→ TASK PROMPT
After locating the line containing "let response = gateway", restate that line and each one after it exactly, through the last line of the material.

→ RECORDED DATA
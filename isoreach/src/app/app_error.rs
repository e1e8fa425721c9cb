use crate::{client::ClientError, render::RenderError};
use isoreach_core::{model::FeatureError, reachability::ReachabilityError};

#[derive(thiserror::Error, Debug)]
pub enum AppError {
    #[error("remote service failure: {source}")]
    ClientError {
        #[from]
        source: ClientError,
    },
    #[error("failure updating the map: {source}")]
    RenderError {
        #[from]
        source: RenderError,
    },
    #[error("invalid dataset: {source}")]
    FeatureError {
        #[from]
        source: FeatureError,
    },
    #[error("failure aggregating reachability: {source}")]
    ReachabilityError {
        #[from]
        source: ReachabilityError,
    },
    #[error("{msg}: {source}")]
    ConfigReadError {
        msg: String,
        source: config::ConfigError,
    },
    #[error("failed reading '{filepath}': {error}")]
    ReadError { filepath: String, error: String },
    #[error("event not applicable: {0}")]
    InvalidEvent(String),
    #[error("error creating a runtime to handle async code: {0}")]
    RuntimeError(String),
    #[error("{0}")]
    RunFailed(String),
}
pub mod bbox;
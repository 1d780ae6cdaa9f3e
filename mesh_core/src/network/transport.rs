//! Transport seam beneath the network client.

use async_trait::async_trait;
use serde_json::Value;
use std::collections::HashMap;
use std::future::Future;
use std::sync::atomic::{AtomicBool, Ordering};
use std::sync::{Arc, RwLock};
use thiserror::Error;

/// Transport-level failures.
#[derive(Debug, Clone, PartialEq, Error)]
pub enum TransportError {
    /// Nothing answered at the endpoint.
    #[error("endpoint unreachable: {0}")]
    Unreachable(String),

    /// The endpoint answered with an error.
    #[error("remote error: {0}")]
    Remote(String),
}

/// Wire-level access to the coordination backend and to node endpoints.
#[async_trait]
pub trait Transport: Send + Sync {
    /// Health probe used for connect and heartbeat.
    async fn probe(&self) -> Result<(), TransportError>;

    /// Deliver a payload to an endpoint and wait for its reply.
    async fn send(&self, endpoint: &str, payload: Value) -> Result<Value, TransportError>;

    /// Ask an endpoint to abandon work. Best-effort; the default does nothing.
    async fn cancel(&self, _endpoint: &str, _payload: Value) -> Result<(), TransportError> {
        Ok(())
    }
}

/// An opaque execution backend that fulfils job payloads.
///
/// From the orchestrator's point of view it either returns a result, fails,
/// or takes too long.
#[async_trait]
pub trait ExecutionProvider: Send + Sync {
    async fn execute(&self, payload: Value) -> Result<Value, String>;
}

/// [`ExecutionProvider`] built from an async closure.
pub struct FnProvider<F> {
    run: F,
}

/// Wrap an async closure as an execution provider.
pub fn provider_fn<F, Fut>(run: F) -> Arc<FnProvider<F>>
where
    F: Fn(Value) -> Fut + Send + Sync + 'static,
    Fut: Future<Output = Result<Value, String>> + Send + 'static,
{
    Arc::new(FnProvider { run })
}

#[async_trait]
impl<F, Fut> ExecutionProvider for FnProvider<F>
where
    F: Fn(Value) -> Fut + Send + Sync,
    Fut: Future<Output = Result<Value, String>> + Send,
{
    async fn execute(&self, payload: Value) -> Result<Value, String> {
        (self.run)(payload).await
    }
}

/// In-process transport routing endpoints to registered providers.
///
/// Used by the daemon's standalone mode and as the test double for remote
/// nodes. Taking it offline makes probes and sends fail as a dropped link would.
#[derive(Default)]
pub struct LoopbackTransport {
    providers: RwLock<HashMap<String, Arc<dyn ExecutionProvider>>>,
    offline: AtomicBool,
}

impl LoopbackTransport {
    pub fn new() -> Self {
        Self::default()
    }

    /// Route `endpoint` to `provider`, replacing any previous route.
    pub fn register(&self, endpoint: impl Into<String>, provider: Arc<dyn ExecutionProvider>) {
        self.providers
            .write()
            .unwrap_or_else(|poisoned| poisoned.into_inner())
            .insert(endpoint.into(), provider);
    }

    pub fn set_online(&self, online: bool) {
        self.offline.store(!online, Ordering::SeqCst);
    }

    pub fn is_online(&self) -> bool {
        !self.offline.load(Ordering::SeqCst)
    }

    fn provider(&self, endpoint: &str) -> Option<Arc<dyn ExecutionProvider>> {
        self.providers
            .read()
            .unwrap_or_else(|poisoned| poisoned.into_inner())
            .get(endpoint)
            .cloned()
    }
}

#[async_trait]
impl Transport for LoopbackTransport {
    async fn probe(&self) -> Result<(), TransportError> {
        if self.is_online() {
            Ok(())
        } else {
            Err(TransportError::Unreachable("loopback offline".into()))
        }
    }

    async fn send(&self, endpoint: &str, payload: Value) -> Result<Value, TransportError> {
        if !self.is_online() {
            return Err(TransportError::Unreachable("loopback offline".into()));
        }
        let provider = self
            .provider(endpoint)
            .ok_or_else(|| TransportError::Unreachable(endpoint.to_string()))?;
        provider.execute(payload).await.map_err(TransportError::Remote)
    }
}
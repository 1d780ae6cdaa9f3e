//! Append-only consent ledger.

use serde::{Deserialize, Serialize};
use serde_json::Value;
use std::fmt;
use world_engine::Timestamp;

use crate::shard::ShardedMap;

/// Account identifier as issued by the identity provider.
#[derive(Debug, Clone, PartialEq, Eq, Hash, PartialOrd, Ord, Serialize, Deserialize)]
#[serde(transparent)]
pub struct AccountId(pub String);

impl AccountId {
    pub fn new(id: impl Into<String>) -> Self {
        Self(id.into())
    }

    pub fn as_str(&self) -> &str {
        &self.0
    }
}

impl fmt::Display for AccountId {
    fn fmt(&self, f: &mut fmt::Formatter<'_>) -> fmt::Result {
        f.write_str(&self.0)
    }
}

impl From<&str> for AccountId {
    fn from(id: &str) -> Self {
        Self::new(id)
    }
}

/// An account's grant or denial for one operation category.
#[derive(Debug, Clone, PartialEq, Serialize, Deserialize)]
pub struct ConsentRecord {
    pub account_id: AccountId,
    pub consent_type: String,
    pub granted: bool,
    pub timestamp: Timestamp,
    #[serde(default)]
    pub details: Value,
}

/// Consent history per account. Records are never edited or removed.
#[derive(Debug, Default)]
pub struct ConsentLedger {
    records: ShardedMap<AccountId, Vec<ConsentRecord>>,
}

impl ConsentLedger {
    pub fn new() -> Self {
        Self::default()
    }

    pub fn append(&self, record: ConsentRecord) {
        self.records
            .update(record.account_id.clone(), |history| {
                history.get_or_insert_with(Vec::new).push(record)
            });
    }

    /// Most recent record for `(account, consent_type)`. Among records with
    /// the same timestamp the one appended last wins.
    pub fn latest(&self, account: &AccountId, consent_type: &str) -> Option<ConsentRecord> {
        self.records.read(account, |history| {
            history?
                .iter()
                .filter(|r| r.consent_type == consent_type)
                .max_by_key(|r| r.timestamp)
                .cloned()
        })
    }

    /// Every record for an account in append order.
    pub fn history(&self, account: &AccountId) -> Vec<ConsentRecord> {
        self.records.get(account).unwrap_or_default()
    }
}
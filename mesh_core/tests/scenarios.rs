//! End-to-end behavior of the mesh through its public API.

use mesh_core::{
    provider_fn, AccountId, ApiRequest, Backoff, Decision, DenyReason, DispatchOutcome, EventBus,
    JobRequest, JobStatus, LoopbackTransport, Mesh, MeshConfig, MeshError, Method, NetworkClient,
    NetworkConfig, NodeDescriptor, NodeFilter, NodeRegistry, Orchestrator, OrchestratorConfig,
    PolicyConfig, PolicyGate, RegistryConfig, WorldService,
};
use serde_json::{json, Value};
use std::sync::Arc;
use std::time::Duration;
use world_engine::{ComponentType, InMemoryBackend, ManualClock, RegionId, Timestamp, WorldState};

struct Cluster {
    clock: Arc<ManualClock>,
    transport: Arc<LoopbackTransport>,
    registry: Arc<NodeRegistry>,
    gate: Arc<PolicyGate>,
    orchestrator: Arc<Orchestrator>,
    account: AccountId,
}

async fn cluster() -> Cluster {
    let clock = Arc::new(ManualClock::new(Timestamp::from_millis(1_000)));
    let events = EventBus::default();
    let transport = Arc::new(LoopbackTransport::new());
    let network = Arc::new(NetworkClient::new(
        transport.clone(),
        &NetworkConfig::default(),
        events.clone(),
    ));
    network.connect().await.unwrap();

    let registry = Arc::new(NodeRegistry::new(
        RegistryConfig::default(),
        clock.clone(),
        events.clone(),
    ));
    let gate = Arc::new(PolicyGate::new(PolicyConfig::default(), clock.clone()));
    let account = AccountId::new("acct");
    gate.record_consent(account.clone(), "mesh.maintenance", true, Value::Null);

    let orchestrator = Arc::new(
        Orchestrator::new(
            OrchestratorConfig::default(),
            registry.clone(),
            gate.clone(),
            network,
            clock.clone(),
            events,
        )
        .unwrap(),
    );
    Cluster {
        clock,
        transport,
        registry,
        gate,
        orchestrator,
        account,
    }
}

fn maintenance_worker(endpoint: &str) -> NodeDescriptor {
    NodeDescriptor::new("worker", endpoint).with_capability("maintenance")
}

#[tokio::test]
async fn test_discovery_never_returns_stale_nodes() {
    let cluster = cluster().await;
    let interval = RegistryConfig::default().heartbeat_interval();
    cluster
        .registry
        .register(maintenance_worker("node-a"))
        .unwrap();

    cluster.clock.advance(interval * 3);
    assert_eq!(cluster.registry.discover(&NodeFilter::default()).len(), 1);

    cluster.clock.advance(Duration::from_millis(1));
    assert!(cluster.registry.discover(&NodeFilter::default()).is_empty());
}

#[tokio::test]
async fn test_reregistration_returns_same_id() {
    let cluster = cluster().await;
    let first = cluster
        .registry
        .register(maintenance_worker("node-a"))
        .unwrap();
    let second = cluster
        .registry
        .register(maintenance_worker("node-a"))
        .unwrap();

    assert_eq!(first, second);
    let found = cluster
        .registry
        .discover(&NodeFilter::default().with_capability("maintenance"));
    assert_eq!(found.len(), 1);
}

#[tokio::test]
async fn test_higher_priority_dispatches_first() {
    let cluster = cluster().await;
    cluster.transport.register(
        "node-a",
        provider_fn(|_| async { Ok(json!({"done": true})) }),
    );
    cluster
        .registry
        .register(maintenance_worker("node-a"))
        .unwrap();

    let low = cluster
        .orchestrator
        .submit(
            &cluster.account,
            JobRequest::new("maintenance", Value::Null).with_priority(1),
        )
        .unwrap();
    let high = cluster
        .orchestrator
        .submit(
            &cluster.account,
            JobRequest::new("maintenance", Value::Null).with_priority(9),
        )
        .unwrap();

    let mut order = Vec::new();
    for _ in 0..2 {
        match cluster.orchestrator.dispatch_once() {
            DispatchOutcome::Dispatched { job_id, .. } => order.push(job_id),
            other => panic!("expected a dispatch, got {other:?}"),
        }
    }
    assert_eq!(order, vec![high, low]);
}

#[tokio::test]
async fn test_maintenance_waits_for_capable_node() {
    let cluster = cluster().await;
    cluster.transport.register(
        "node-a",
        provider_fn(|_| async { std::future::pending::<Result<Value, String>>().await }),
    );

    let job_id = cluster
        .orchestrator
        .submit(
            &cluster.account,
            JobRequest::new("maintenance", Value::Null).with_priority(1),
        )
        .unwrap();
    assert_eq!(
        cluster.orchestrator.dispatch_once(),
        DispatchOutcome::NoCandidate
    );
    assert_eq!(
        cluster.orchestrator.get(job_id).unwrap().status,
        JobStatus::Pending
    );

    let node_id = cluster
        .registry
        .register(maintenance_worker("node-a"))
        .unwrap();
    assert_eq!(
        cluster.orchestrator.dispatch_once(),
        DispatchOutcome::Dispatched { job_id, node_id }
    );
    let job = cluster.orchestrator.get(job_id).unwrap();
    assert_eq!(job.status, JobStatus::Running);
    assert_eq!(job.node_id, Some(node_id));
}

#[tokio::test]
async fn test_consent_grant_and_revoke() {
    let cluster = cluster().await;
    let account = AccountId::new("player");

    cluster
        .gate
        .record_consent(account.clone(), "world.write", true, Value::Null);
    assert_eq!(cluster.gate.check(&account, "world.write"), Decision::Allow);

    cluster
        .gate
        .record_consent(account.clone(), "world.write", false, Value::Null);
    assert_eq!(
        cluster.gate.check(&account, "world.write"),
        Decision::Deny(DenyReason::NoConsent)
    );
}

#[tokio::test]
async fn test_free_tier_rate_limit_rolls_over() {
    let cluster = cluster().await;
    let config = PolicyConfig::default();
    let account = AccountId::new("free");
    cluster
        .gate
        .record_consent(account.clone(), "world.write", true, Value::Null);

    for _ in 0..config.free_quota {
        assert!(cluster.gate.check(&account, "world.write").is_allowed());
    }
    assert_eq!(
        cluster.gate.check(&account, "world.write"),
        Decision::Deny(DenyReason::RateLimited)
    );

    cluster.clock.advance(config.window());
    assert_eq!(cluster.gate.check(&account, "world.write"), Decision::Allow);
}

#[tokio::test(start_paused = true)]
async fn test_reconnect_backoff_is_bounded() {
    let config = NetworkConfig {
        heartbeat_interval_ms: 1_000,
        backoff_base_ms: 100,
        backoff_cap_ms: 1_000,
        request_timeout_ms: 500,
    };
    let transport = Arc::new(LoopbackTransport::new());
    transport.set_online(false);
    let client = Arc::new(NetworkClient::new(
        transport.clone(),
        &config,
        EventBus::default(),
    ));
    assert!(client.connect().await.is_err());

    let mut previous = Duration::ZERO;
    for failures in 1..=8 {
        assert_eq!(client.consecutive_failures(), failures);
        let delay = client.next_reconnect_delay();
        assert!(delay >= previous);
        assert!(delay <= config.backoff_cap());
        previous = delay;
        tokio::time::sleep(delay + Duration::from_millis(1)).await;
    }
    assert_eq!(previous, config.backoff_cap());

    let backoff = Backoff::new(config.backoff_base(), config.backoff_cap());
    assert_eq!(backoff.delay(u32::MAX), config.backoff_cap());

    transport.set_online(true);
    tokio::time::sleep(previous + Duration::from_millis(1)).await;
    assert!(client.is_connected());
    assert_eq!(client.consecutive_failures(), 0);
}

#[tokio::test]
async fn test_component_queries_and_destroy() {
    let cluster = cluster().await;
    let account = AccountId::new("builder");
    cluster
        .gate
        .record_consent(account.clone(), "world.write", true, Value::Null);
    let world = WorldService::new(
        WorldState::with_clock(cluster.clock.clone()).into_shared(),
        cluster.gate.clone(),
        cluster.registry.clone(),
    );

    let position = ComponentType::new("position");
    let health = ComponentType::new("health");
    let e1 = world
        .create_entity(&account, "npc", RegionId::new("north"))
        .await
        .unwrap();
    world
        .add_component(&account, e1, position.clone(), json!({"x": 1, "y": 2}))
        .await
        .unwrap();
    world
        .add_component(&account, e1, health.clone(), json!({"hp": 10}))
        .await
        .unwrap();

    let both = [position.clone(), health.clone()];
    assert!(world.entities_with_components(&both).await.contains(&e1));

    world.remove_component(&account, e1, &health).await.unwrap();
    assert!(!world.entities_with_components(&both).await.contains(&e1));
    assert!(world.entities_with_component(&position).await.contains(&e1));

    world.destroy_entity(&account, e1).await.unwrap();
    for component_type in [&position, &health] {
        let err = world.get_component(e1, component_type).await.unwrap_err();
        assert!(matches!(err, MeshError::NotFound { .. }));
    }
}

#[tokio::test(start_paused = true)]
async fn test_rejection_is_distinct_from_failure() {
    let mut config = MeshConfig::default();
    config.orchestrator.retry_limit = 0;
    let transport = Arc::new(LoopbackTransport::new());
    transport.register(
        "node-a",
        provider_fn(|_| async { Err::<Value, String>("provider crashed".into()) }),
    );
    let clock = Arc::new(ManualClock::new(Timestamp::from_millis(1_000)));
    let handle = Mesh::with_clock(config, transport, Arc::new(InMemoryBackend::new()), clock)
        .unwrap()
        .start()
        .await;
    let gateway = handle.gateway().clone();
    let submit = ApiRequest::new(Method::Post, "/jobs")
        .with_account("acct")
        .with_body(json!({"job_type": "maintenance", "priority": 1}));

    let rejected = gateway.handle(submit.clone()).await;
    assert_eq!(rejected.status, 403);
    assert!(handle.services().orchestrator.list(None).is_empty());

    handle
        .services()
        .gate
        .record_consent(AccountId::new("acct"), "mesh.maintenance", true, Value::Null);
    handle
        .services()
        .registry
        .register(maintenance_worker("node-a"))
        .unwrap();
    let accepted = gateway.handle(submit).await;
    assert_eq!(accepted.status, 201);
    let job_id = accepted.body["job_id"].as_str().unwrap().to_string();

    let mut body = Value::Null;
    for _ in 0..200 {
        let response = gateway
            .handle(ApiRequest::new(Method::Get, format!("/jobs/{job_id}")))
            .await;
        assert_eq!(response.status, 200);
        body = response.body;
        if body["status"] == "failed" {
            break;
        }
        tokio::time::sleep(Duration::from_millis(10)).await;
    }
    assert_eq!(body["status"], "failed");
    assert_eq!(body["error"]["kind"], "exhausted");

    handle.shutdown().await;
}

→ ANSWER BELOW
        let response = gateway
            .handle(ApiRequest::new(Method::Get, format!("/jobs/{job_id}")))
            .await;
        assert_eq!(response.status, 200);
        body = response.body;
        if body["status"] == "failed" {
            break;
        }
        tokio::time::sleep(Duration::from_millis(10)).await;
    }
    assert_eq!(body["status"], "failed");
    assert_eq!(body["error"]["kind"], "exhausted");

    handle.shutdown().await;
}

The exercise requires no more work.